Where will we find these? In some great horror movies. Check it.
5. Kill List (2011)
Never has the line “Thank you” had a weirder effect than in the genre bending adventure Kill List.
Hitman Jay (a volcanic Neil Maskell) is wary to take another job after the botched Kiev assignment, but his bank account is empty and his wife Shel (an also eruptive MyAnna Buring) has become vocally impatient about carrying the financial load.
Without ever losing that gritty, indie sensibility, Ben Wheatley’s fascinating film begins a slide in Act 2 from crime drama toward macabre thriller. You spend the balance of the film’s brisk 95 minutes actively puzzling out clues, ambiguities and oddities.
Everything builds, unsettlingly, to a climactic ritual you won’t see coming.
For those looking for blood and guts and bullets, Kill List will only partially satisfy and may bewilder by the end. But audiences seeking a finely crafted, unusual horror film may find themselves saying thank you.
4. The Wicker Man (1973)
In the early Seventies, Robin Hardy created a film that fed on the period’s hippie- versus-straight hysteria. Uptight Brit constable Sgt. Howie (Edward Woodward) flies to the private island Summerisle, investigating charges of a missing child. His sleuthing leads him into a pagan world incompatible with his sternly Christian point of view.
The deftly crafted moral ambiguity of the picture keeps the audience off kilter. Surely we aren’t to root for these heathens, with their nudey business right out in the open? But how can we side with the self-righteous prig Howie?
But maybe Howie’s playing right into something he doesn’t understand – and what would the people of Summerisle do if he didn’t play along? The ritual would be blown!
Hardy and his cast have wicked fun with Anthony Shaffer’s sly screenplay, no one more so than the ever-glorious Christopher Lee. Oh, that saucy baritone!
The film is hardly a horror movie at all –more of a subversive comedy of sorts – until the final reel or so. Starting with the creepy animal masks (that would become pretty popular in the genre a few decades later), then the parade and the finale, things take quite a creepy turn.
3. We Are What We Are (2010)
In a quiet opening sequence, a man dies in a mall. This is a family patriarch and his passing leaves the desperately poor family in shambles. An internal power struggle begins to determine the member most suited to take over as the head of the household, and therefore, there is some conflict and competition – however reluctant – over who will handle the principal task of the patriarch: that of putting meat on the table.
We’re never privy to the particulars – giving the whole affair a feel of authenticity – but adding to the family’s crisis is the impending Ritual, which apparently involves a deadline and some specific meat preparations.
Grau’s approach is so subtle, so honest, that it’s easy to forget you’re watching a horror film.

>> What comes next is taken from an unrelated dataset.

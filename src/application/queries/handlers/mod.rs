//! Query Handlers 实现

mod user_handlers;

pub use user_handlers::*;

Indeed, were this family fighting to survive on a more traditional level, this film would simply be a fine piece of social realism focused on Mexico City’s enormous population in poverty. But it’s more than that. Sure, the cannibalism is simply an extreme metaphor, but it’s so beautifully thought out and executed!
https://www.youtube.com/watch?v=EBkNz3_pzsw
2. Martyrs (2008)
This is one you may need to prepare yourself for. Equal parts orphanage ghost story, suburban revenge fantasy, and medical experimentation horror flick, the whole of Martyrs is a brutal tale that is hard to watch, hard to turn away from, and worth the effort.

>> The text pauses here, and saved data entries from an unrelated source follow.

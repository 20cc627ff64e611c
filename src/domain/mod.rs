//! Domain Layer - 领域层
//!
//! 包含:
//! - User Context: 用户值对象与校验规则
//! - Pagination: 分页请求与分页结果

pub mod pagination;
pub mod user;

pub use pagination::{Page, PageError, PageRequest, DEFAULT_PAGE, DEFAULT_PAGE_SIZE};
pub use user::{Email, UserError, UserId, UserName};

Mining the heartbreaking loneliness of abandoned, damaged children, the film follows the profound relationship between Lucie (Mylene Jampanoi) and the only friend she will ever have, an undeterrably loving Anna (Morjana Alaoui).
Constantly subverting expectations, including those immediately felt for Anna’s love, writer/director Pascal Laugier makes a series of sharp turns, but he throws unforgettable images at you periodically, and your affection for the leads keeps you breathlessly engaged.

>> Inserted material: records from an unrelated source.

//! SQLite User Repository

use async_trait::async_trait;
use sqlx::FromRow;

use super::DbPool;
use crate::application::ports::{NewUserRecord, RepositoryError, UserRecord, UserRepositoryPort};
use crate::domain::PageRequest;

/// SQLite User Repository
pub struct SqliteUserRepository {
    pool: DbPool,
}

impl SqliteUserRepository {
    pub fn new(pool: DbPool) -> Self {
        Self { pool }
    }
}

#[derive(FromRow)]
struct UserRow {
    id: i64,
    name: String,
    email: String,
}

impl From<UserRow> for UserRecord {
    fn from(row: UserRow) -> Self {
        UserRecord {
            id: row.id,
            name: row.name,
            email: row.email,
        }
    }
}

/// 将 sqlx 错误映射为仓储错误
fn map_sqlx_error(operation: &'static str, err: sqlx::Error) -> RepositoryError {
    match err {
        sqlx::Error::Database(db_err) if db_err.is_unique_violation() => {
            RepositoryError::Duplicate(db_err.message().to_string())
        }
        sqlx::Error::PoolTimedOut => {
            RepositoryError::PoolTimeout(format!("{}: no connection available", operation))
        }
        other => RepositoryError::DatabaseError(format!("{}: {}", operation, other)),
    }
}

#[async_trait]
impl UserRepositoryPort for SqliteUserRepository {
    async fn fetch_page(
        &self,
        page: &PageRequest,
    ) -> Result<(Vec<UserRecord>, i64), RepositoryError> {
        // 总数与当页数据在同一事务内读取
        let mut tx = self
            .pool
            .begin()
            .await
            .map_err(|e| map_sqlx_error("fetch_page", e))?;

        let total: i64 = sqlx::query_scalar("SELECT COUNT(*) FROM users")
            .fetch_one(&mut *tx)
            .await
            .map_err(|e| map_sqlx_error("fetch_page", e))?;

        let rows: Vec<UserRow> = sqlx::query_as(
            "SELECT id, name, email FROM users ORDER BY id ASC LIMIT ? OFFSET ?",
        )
        .bind(page.limit())
        .bind(page.offset())
        .fetch_all(&mut *tx)
        .await
        .map_err(|e| map_sqlx_error("fetch_page", e))?;

        tx.commit()
            .await
            .map_err(|e| map_sqlx_error("fetch_page", e))?;

        Ok((rows.into_iter().map(UserRecord::from).collect(), total))
    }

    async fn find_by_id(&self, id: i64) -> Result<Option<UserRecord>, RepositoryError> {
        let row: Option<UserRow> =
            sqlx::query_as("SELECT id, name, email FROM users WHERE id = ?")
                .bind(id)
                .fetch_optional(&self.pool)
                .await
                .map_err(|e| map_sqlx_error("find_by_id", e))?;

        Ok(row.map(UserRecord::from))
    }

    async fn insert(&self, user: &NewUserRecord) -> Result<UserRecord, RepositoryError> {
        let result = sqlx::query("INSERT INTO users (name, email) VALUES (?, ?)")
            .bind(&user.name)
            .bind(&user.email)
            .execute(&self.pool)
            .await
            .map_err(|e| match map_sqlx_error("insert", e) {
                RepositoryError::Duplicate(_) => {
                    RepositoryError::Duplicate(format!("email already exists: {}", user.email))
                }
                other => other,
            })?;

        Ok(UserRecord {
            id: result.last_insert_rowid(),
            name: user.name.clone(),
            email: user.email.clone(),
        })
    }

    async fn delete_by_id(&self, id: i64) -> Result<bool, RepositoryError> {
        let result = sqlx::query("DELETE FROM users WHERE id = ?")
            .bind(id)
            .execute(&self.pool)
            .await
            .map_err(|e| map_sqlx_error("delete_by_id", e))?;

        Ok(result.rows_affected() > 0)
    }

    async fn count(&self) -> Result<i64, RepositoryError> {
        sqlx::query_scalar("SELECT COUNT(*) FROM users")
            .fetch_one(&self.pool)
            .await
            .map_err(|e| map_sqlx_error("count", e))
    }
}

The third act offers the most abrupt change of course as well as tone. Here is where the ritual begins – it began long ago, but the subject wasn’t quite right. Though it feels like an abrupt shift, it ends up a gruesome but inevitable conclusion.
https://www.youtube.com/watch?v=Jbct9qWBSME
1. The Exorcist (1973)
For evocative, nerve jangling, demonic horror, you will not find better than The Exorcist.
Slow-moving, richly textured, gorgeously and thoughtfully framed, The Exorcist follows a very black and white, good versus evil conflict: Father Merrin V Satan for the soul of an innocent child.
But thanks to an intricate and nuanced screenplay adapted by William Peter Blatty from his own novel, the film boasts any number of flawed characters struggling to find faith and to do what’s right in this situation.
So was Friedkin, the director who balanced every scene to expose its divinity and warts, and to quietly build tension. The titular ritual was simply the climax of a film filled with rituals, big and small, Catholic and non-religious, that we use to keep us clean and safe.